PUBBLICITÀ Senza arrivare all’eccesso del già citato povero Radiguet, il quale morendo a soli vent’anni dà nel peggiore dei modi grande impulso alla vendita del suo libro, ci sono tanti modi per pompare un prodotto. Almeno a partire dal 1895, quando negli Stati Uniti la rivista The Bookman inizia a classificare i libri «in ordine di richiesta». È il preludio alle tanto discusse (e discutibili) classifiche. Detto en passant, da un sondaggio effettuato nel 2006 per conto di Livres Hebdo è risultato che 32 persone su 100 scelgono il libro da acquistare sulla base della sua posizione in classifica. Se non si ha la fortuna di partecipare all’Apostrophes di Bernard Pivot o a The Oprah Winfrey Show, può essere per esempio utile finire in tribunale, come accadde a Boris Vian nel 1947 con sotto il braccio il suo Sputerò sulle vostre tombe. I lettori non sputarono, anzi gradirono molto.

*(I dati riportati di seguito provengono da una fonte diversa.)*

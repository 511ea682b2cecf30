//! Signaling: the relay server and the node-side session talking to it.
//!
//! Both ends speak length-prefixed JSON frames over TCP, each frame holding
//! one [`Request`] (node to relay) or one [`RelayMessage`] (relay to node).

use std::sync::Arc;
use std::time::Duration;

use async_shutdown::ShutdownManager;
use bytes::Bytes;
use futures::{SinkExt, StreamExt};
use ipaclinker_core::protocol::node_id::NodeId;
use ipaclinker_core::protocol::{
    ClientReg, RelayMessage, Request, ServerReg, SignalEnvelope, SignalEvent, PROTOCOL_VERSION,
};
use parking_lot::Mutex;
use serde_json::Value;
use tokio::net::TcpStream;
use tokio::sync::mpsc::{unbounded_channel, UnboundedSender};
use tokio_util::codec::{Framed, LengthDelimitedCodec};

pub mod server;

/// Largest signaling frame either side accepts.
pub(crate) const MAX_FRAME_LEN: usize = 1024 * 1024;

pub(crate) fn codec() -> LengthDelimitedCodec {
    LengthDelimitedCodec::builder()
        .max_frame_length(MAX_FRAME_LEN)
        .new_codec()
}

#[derive(Debug, Clone)]
pub enum SessionEvent {
    Connected,
    Disconnected,
    Message(RelayMessage),
}

/// Connection to the relay, kept up in the background.
///
/// Each time the connection comes up the owner sees
/// [`SessionEvent::Connected`] and is expected to register again: the relay
/// forgets everything about a connection once it drops.
#[derive(Clone)]
pub struct SignalSession {
    inner: Arc<SessionInner>,
}

struct SessionInner {
    name: String,
    outbound: Arc<Mutex<Option<UnboundedSender<Request>>>>,
    shutdown_manager: ShutdownManager<()>,
}

impl Drop for SessionInner {
    fn drop(&mut self) {
        _ = self.shutdown_manager.trigger_shutdown(());
    }
}

impl SignalSession {
    pub fn connect(
        name: &str,
        addr: &str,
        reconnect_interval: Duration,
    ) -> (SignalSession, flume::Receiver<SessionEvent>) {
        let (events, receiver) = flume::unbounded();
        let inner = Arc::new(SessionInner {
            name: name.to_string(),
            outbound: Arc::new(Mutex::new(None)),
            shutdown_manager: ShutdownManager::new(),
        });
        let fut = inner.shutdown_manager.wrap_cancel(run(
            name.to_string(),
            addr.to_string(),
            reconnect_interval,
            inner.outbound.clone(),
            events,
        ));
        let name = name.to_string();
        tokio::spawn(async move {
            if fut.await.is_err() {
                log::debug!("[{name}] recv shutdown signal: signal session stopped");
            }
        });
        (SignalSession { inner }, receiver)
    }

    pub fn is_connected(&self) -> bool {
        self.inner.outbound.lock().is_some()
    }

    /// Sends `req` if the relay is reachable. While disconnected the request
    /// is logged and dropped.
    pub fn send(&self, req: Request) -> bool {
        let sent = match self.inner.outbound.lock().as_ref() {
            Some(outbound) => outbound.send(req).is_ok(),
            None => false,
        };
        if !sent {
            log::error!("[{}] signal server not connected, message dropped", self.inner.name);
        }
        sent
    }

    pub fn server_register(&self, server: &NodeId) -> bool {
        self.send(Request::ServerReg(ServerReg {
            version: PROTOCOL_VERSION.to_string(),
            server: server.to_string(),
        }))
    }

    pub fn client_register(&self, server: &NodeId, uuid: &NodeId) -> bool {
        self.send(Request::ClientReg(ClientReg {
            version: PROTOCOL_VERSION.to_string(),
            server: server.to_string(),
            uuid: uuid.to_string(),
        }))
    }

    /// Server side: signal one of its clients.
    pub fn server_send_signal(
        &self,
        server: &NodeId,
        uuid: &str,
        event: SignalEvent,
        buf: Value,
    ) -> bool {
        self.send(Request::ServerSendSignal(SignalEnvelope {
            server: server.to_string(),
            uuid: uuid.to_string(),
            event,
            buf,
        }))
    }

    /// Client side: signal the server it registered against.
    pub fn client_send_signal(
        &self,
        server: &NodeId,
        uuid: &NodeId,
        event: SignalEvent,
        buf: Value,
    ) -> bool {
        self.send(Request::ClientSendSignal(SignalEnvelope {
            server: server.to_string(),
            uuid: uuid.to_string(),
            event,
            buf,
        }))
    }

    /// Free-form text from a server to one of its clients.
    pub fn server_send_msg(&self, server: &NodeId, uuid: &str, text: &str) -> bool {
        self.server_send_signal(server, uuid, SignalEvent::ServerMsg, Value::from(text))
    }

    pub fn close(&self) {
        _ = self.inner.shutdown_manager.trigger_shutdown(());
        self.inner.outbound.lock().take();
    }
}

async fn run(
    name: String,
    addr: String,
    reconnect_interval: Duration,
    outbound: Arc<Mutex<Option<UnboundedSender<Request>>>>,
    events: flume::Sender<SessionEvent>,
) {
    loop {
        match TcpStream::connect(&addr).await {
            Ok(stream) => {
                log::info!("[{name}] connected to signal server {addr}");
                let (sink, stream) = Framed::new(stream, codec()).split();
                let (tx, rx) = unbounded_channel();
                *outbound.lock() = Some(tx);
                let alive = events.send(SessionEvent::Connected).is_ok()
                    && serve(&name, sink, stream, rx, &events).await;
                outbound.lock().take();
                if !alive || events.send(SessionEvent::Disconnected).is_err() {
                    return;
                }
                log::warn!("[{name}] disconnected from signal server {addr}");
            }
            Err(e) => log::debug!("[{name}] connect signal server {addr} e={e:?}"),
        }
        tokio::time::sleep(reconnect_interval).await;
    }
}

/// Pumps one connection. Returns false once nobody listens for events.
async fn serve<S, R>(
    name: &str,
    mut sink: S,
    mut stream: R,
    mut rx: tokio::sync::mpsc::UnboundedReceiver<Request>,
    events: &flume::Sender<SessionEvent>,
) -> bool
where
    S: futures::Sink<Bytes, Error = std::io::Error> + Unpin,
    R: futures::Stream<Item = std::io::Result<bytes::BytesMut>> + Unpin,
{
    loop {
        tokio::select! {
            req = rx.recv() => {
                let Some(req) = req else {
                    return true;
                };
                let buf = match serde_json::to_vec(&req) {
                    Ok(buf) => buf,
                    Err(e) => {
                        log::warn!("[{name}] encode request e={e:?}");
                        continue;
                    }
                };
                if let Err(e) = sink.send(Bytes::from(buf)).await {
                    log::warn!("[{name}] signal send e={e:?}");
                    return true;
                }
            }
            frame = stream.next() => {
                let buf = match frame {
                    Some(Ok(buf)) => buf,
                    Some(Err(e)) => {
                        log::warn!("[{name}] signal recv e={e:?}");
                        return true;
                    }
                    None => return true,
                };
                match serde_json::from_slice::<RelayMessage>(&buf) {
                    Ok(msg) => {
                        if events.send(SessionEvent::Message(msg)).is_err() {
                            return false;
                        }
                    }
                    Err(e) => log::warn!("[{name}] invalid relay message e={e:?}"),
                }
            }
        }
    }
}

LETTORI E dunque si torna al punto di partenza, al verso di Terenziano Mauro che chiama in causa l’utilizzatore finale. Anche se non di rado costui ammette di scucire qualche moneta al solo fine di arredare il salotto. Nel 1985 il diabolico Michael Kinsley di The New Republic s’inventa un giochetto. Nasconde tra le pagine di molti volumi di alcune librerie di Washington un foglio con un messaggio di questo tenore: «Chiamatemi a questo numero di telefono e vi darò cinque dollari in premio per aver letto questo libro». Non lo chiamò nessuno. Forse anche «negli Stati Uniti si legge troppo poco».